A first for koala welfare – a mini-tracker for koalas!

All of the koalas in the photos above are being radio-tracked, and not one of them is wearing a radio-collar. “How?” you may ask.

We have developed a tiny and low impact radio-tracking device for koalas. For many decades, thousands of koalas across Australia have been fitted with radio-collars so that research teams can collect vital information on koala ecology and identify the threats they face.

Collars are approved for use by Animal Ethics Committees across the country and until now there have been no alternatives, however, the collars can weigh 200gm or more and can occasionally cause “collar rub” where an irritation on the koala’s neck is caused by the collar. An additional problem is that the more creative koalas often find various ways to get the collars off. The effort involved in finding and capturing a koala can be considerable; for our Blue Mountains Koala Project it involves getting in a specialised capture team who can climb the insanely tall trees (45m or more), and then having a team of people combing the bush for an average of 2 days to find one koala. If we finally find and capture a koala and then the radio-collar comes off early then we are left with no data in return for all that effort.

To resolve these issues, we’ve come up with a koala mini-tracker, a VHF tracking device that is fitted to a small ear tag. The device weighs under 10gms, a huge improvement on a collar!

By adding a VHF tracker to an ear tag we’re minimising the impact on the koala, improving it’s welfare, and we’re less likely to lose data due to the tag coming off.

Any koala that is part of research, or is taken into wildlife care due to injury or illness, has to be fitted with ear tags so that the individual can be identified. This is so that if the animal is found again later people have access to important information on the animal’s history. A great example of this was a female koala in Victoria that was rescued from bushfires, ear tagged before release and was then found again many years later and because of the ear tag people could tell she was 22 years old, a new record! So ear tags must go on anyway, and now they offer a new way to track koalas.

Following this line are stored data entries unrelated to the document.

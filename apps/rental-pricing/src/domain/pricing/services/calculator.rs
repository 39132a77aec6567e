//! Rental Pricing Calculator
//!
//! Derives the monthly price ladder for a device in three steps:
//!
//! 1. **Cash floor**: the device cost grossed up by the investor's profit
//!    (counted twice over the 24-month financing horizon), repaid monthly,
//!    plus the logistics buffer.
//! 2. **Anchor**: the higher of monthly depreciation or monthly repayment,
//!    plus the buffer, grossed up so that risk, gateway and margin can be
//!    deducted from the price and the cost is still covered.
//! 3. **Ladder**: fixed multipliers off the anchor. The 24-month price is
//!    never below the hard floor.
//!
//! All arithmetic is `f64`.

use crate::domain::pricing::errors::PricingError;
use crate::domain::pricing::rounding::round_up_to_nearest_9;
use crate::domain::pricing::value_objects::{
    BusinessSettings, PricingInput, PricingResult, RentalTerm,
};

/// Months over which the device purchase is financed.
const FINANCING_MONTHS: f64 = 24.0;

/// Reference horizon for the depreciation percentage.
const DEPRECIATION_MONTHS: f64 = 12.0;

/// Calculate rental pricing for a device.
///
/// This is the raw entry point: inputs are not validated. A non-positive
/// `rrp`, a depreciation outside `0..=100`, or settings whose deductions
/// reach 1 produce negative, infinite or NaN figures instead of an error.
/// Use [`RentalPricingCalculator::validated`] with a [`PricingInput`] for
/// the checked path.
#[must_use]
pub fn calculate_rental_pricing(
    rrp: f64,
    depreciation_percent: f64,
    settings: &BusinessSettings,
) -> PricingResult {
    let BusinessSettings {
        investor_rate,
        logistics_buffer,
        ..
    } = *settings;

    let residual_value_fraction = (100.0 - depreciation_percent) / 100.0;

    // Step 1: cash floor
    let total_loan_cost = rrp * (1.0 + investor_rate * 2.0);
    let min_monthly_loan_repayment = total_loan_cost / FINANCING_MONTHS;
    let hard_floor = min_monthly_loan_repayment + logistics_buffer;

    // Step 2: 12-month anchor
    let monthly_depreciation = (rrp - rrp * residual_value_fraction) / DEPRECIATION_MONTHS;
    let base_cost = monthly_depreciation.max(min_monthly_loan_repayment) + logistics_buffer;
    let anchor_price_raw = base_cost / (1.0 - settings.deduction_fraction());
    let anchor_price = round_up_to_nearest_9(anchor_price_raw);

    // Step 3: term ladder
    let price_3_month =
        round_up_to_nearest_9(anchor_price * RentalTerm::ThreeMonths.multiplier());
    let price_6_month = round_up_to_nearest_9(anchor_price * RentalTerm::SixMonths.multiplier());
    let price_12_month = anchor_price;
    let price_24_month_raw = anchor_price * RentalTerm::TwentyFourMonths.multiplier();
    let price_24_month = if price_24_month_raw < hard_floor {
        round_up_to_nearest_9(hard_floor)
    } else {
        round_up_to_nearest_9(price_24_month_raw)
    };

    PricingResult {
        hard_floor,
        anchor_price,
        price_3_month,
        price_6_month,
        price_12_month,
        price_24_month,
        monthly_depreciation,
        total_loan_cost,
        min_monthly_loan_repayment,
        base_cost,
    }
}

/// Stateless pricing service bound to one set of business settings.
#[derive(Debug, Clone, Copy, PartialEq)]
pub struct RentalPricingCalculator {
    settings: BusinessSettings,
}

impl RentalPricingCalculator {
    /// Create a calculator without checking the settings.
    #[must_use]
    pub const fn new(settings: BusinessSettings) -> Self {
        Self { settings }
    }

    /// Create a calculator after checking the settings invariants.
    ///
    /// # Errors
    ///
    /// Returns `PricingError::InvalidSettings` if the settings would make the
    /// anchor derivation divide by a non-positive number or a rate is out of
    /// range.
    pub fn validated(settings: BusinessSettings) -> Result<Self, PricingError> {
        settings.validate()?;
        Ok(Self { settings })
    }

    /// The settings this calculator prices with.
    #[must_use]
    pub const fn settings(&self) -> &BusinessSettings {
        &self.settings
    }

    /// Price a validated device input.
    #[must_use]
    pub fn price(&self, input: &PricingInput) -> PricingResult {
        calculate_rental_pricing(input.rrp(), input.depreciation_percent(), &self.settings)
    }
}

impl Default for RentalPricingCalculator {
    fn default() -> Self {
        Self::new(BusinessSettings::default())
    }
}

#[cfg(test)]
mod tests {
    use super::*;
    use proptest::prelude::*;

    const EPS: f64 = 1e-9;

    fn approx(a: f64, b: f64) -> bool {
        (a - b).abs() < EPS
    }

    fn no_deductions() -> BusinessSettings {
        BusinessSettings {
            risk_provision: 0.0,
            gateway_fee: 0.0,
            target_margin: 0.0,
            ..Default::default()
        }
    }

    #[test]
    fn intermediates_for_reference_device() {
        let r = calculate_rental_pricing(4000.0, 20.0, &BusinessSettings::default());

        assert!(approx(r.monthly_depreciation, 800.0 / 12.0));
        assert!(approx(r.total_loan_cost, 5200.0));
        assert!(approx(r.min_monthly_loan_repayment, 5200.0 / 24.0));
        assert!(approx(r.hard_floor, 5200.0 / 24.0 + 500.0));
        assert!(approx(r.base_cost, 5200.0 / 24.0 + 500.0));
    }

    #[test]
    fn ladder_for_reference_device_with_defaults() {
        // Deductions 0.375: 716.67 / 0.625 = 1146.67
        let r = calculate_rental_pricing(4000.0, 20.0, &BusinessSettings::default());

        assert_eq!(r.anchor_price, 1149.0);
        assert_eq!(r.price_3_month, 1729.0);
        assert_eq!(r.price_6_month, 1499.0);
        assert_eq!(r.price_12_month, 1149.0);
        assert_eq!(r.price_24_month, 979.0);
        assert!(!r.is_floor_clamped());
    }

    #[test]
    fn ladder_for_reference_device_with_half_margin() {
        // Deductions 0.575: 716.67 / 0.425 = 1686.27
        let settings = BusinessSettings {
            target_margin: 0.50,
            ..Default::default()
        };
        let r = calculate_rental_pricing(4000.0, 20.0, &settings);

        assert_eq!(r.anchor_price, 1689.0);
        assert_eq!(r.price_3_month, 2539.0);
        assert_eq!(r.price_6_month, 2199.0);
        assert_eq!(r.price_12_month, 1689.0);
        assert_eq!(r.price_24_month, 1439.0);
    }

    #[test]
    fn depreciation_dominates_for_fast_depreciating_device() {
        // 60% of 4000 over 12 months = 200/month, below the 216.67 repayment.
        // 90% of 4000 over 12 months = 300/month, above it.
        let slow = calculate_rental_pricing(4000.0, 60.0, &BusinessSettings::default());
        let fast = calculate_rental_pricing(4000.0, 90.0, &BusinessSettings::default());

        assert!(approx(slow.base_cost, slow.hard_floor));
        assert!(approx(fast.monthly_depreciation, 300.0));
        assert!(approx(fast.base_cost, 800.0));
        assert!(fast.anchor_price > slow.anchor_price);
    }

    #[test]
    fn twenty_four_month_price_clamps_to_floor() {
        // Without deductions the anchor barely clears the floor, so 0.85x of
        // it falls below: 719 * 0.85 = 611.15 < 716.67.
        let r = calculate_rental_pricing(4000.0, 20.0, &no_deductions());

        assert_eq!(r.anchor_price, 719.0);
        assert!(r.is_floor_clamped());
        assert_eq!(r.price_24_month, round_up_to_nearest_9(r.hard_floor));
        assert_eq!(r.price_24_month, 719.0);
    }

    #[test]
    fn zero_depreciation_uses_repayment() {
        let r = calculate_rental_pricing(4000.0, 0.0, &BusinessSettings::default());
        assert_eq!(r.monthly_depreciation, 0.0);
        assert!(approx(r.base_cost, r.hard_floor));
    }

    #[test]
    fn raw_entry_point_does_not_guard_deductions() {
        let settings = BusinessSettings {
            risk_provision: 0.5,
            gateway_fee: 0.25,
            target_margin: 0.25,
            ..Default::default()
        };
        let r = calculate_rental_pricing(4000.0, 20.0, &settings);
        assert!(!r.anchor_price.is_finite());
    }

    #[test]
    fn raw_entry_point_does_not_guard_rrp() {
        let r = calculate_rental_pricing(-4000.0, 20.0, &BusinessSettings::default());
        assert!(r.total_loan_cost < 0.0);
    }

    #[test]
    fn validated_calculator_rejects_bad_settings() {
        let settings = BusinessSettings {
            target_margin: 0.95,
            ..Default::default()
        };
        assert!(matches!(
            RentalPricingCalculator::validated(settings),
            Err(PricingError::InvalidSettings { .. })
        ));
    }

    #[test]
    fn calculator_price_matches_raw_entry_point() {
        let calculator = RentalPricingCalculator::validated(BusinessSettings::default()).unwrap();
        let input = PricingInput::new(2500.0, 35.0).unwrap();

        assert_eq!(
            calculator.price(&input),
            calculate_rental_pricing(2500.0, 35.0, &BusinessSettings::default())
        );
        assert_eq!(calculator.settings(), &BusinessSettings::default());
    }

    #[test]
    fn default_calculator_uses_default_settings() {
        assert_eq!(
            RentalPricingCalculator::default().settings(),
            &BusinessSettings::default()
        );
    }

    fn valid_settings() -> impl Strategy<Value = BusinessSettings> {
        (
            0.0f64..=1.0,
            0.0f64..0.3,
            0.0f64..0.3,
            0.0f64..0.3,
            0.0f64..2000.0,
        )
            .prop_map(
                |(investor_rate, risk_provision, gateway_fee, target_margin, logistics_buffer)| {
                    BusinessSettings {
                        investor_rate,
                        risk_provision,
                        gateway_fee,
                        target_margin,
                        logistics_buffer,
                    }
                },
            )
    }

    proptest! {
        #[test]
        fn ladder_is_ordered(
            rrp in 1.0f64..100_000.0,
            depreciation in 0.0f64..=100.0,
            settings in valid_settings(),
        ) {
            let r = calculate_rental_pricing(rrp, depreciation, &settings);
            prop_assert!(r.price_3_month >= r.price_6_month);
            prop_assert!(r.price_6_month >= r.price_12_month);
            prop_assert!(r.price_12_month >= r.price_24_month);
        }

        #[test]
        fn twenty_four_month_price_never_below_floor(
            rrp in 1.0f64..100_000.0,
            depreciation in 0.0f64..=100.0,
            settings in valid_settings(),
        ) {
            let r = calculate_rental_pricing(rrp, depreciation, &settings);
            prop_assert!(r.price_24_month >= r.hard_floor);
            if r.is_floor_clamped() {
                prop_assert_eq!(r.price_24_month, round_up_to_nearest_9(r.hard_floor));
            }
        }

        #[test]
        fn all_prices_end_in_nine(
            rrp in 1.0f64..100_000.0,
            depreciation in 0.0f64..=100.0,
            settings in valid_settings(),
        ) {
            let r = calculate_rental_pricing(rrp, depreciation, &settings);
            for (_, price) in r.ladder() {
                prop_assert_eq!(price % 10.0, 9.0);
            }
        }

        #[test]
        fn higher_depreciation_never_lowers_price(
            rrp in 1.0f64..100_000.0,
            a in 0.0f64..=100.0,
            b in 0.0f64..=100.0,
            settings in valid_settings(),
        ) {
            let (lo, hi) = if a <= b { (a, b) } else { (b, a) };
            let low = calculate_rental_pricing(rrp, lo, &settings);
            let high = calculate_rental_pricing(rrp, hi, &settings);
            prop_assert!(high.monthly_depreciation >= low.monthly_depreciation);
            prop_assert!(high.anchor_price >= low.anchor_price);
        }
    }
}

We are excited to have deployed the first few koala mini-trackers last week, and will be trialling them over the coming months. No doubt the koalas are happy to be collar-free. I for one was very pleased to be able to release a koala with no collar fitted to it and still be able to track it, for the first time ever. The tiny VHF units were originally designed for birds or bats so their radio transmission range on the ground, or from the back of a koala’s head, is different to that in the specifications so we are testing them across a diversity of different habitats. So far, so good. I’ll keep you informed.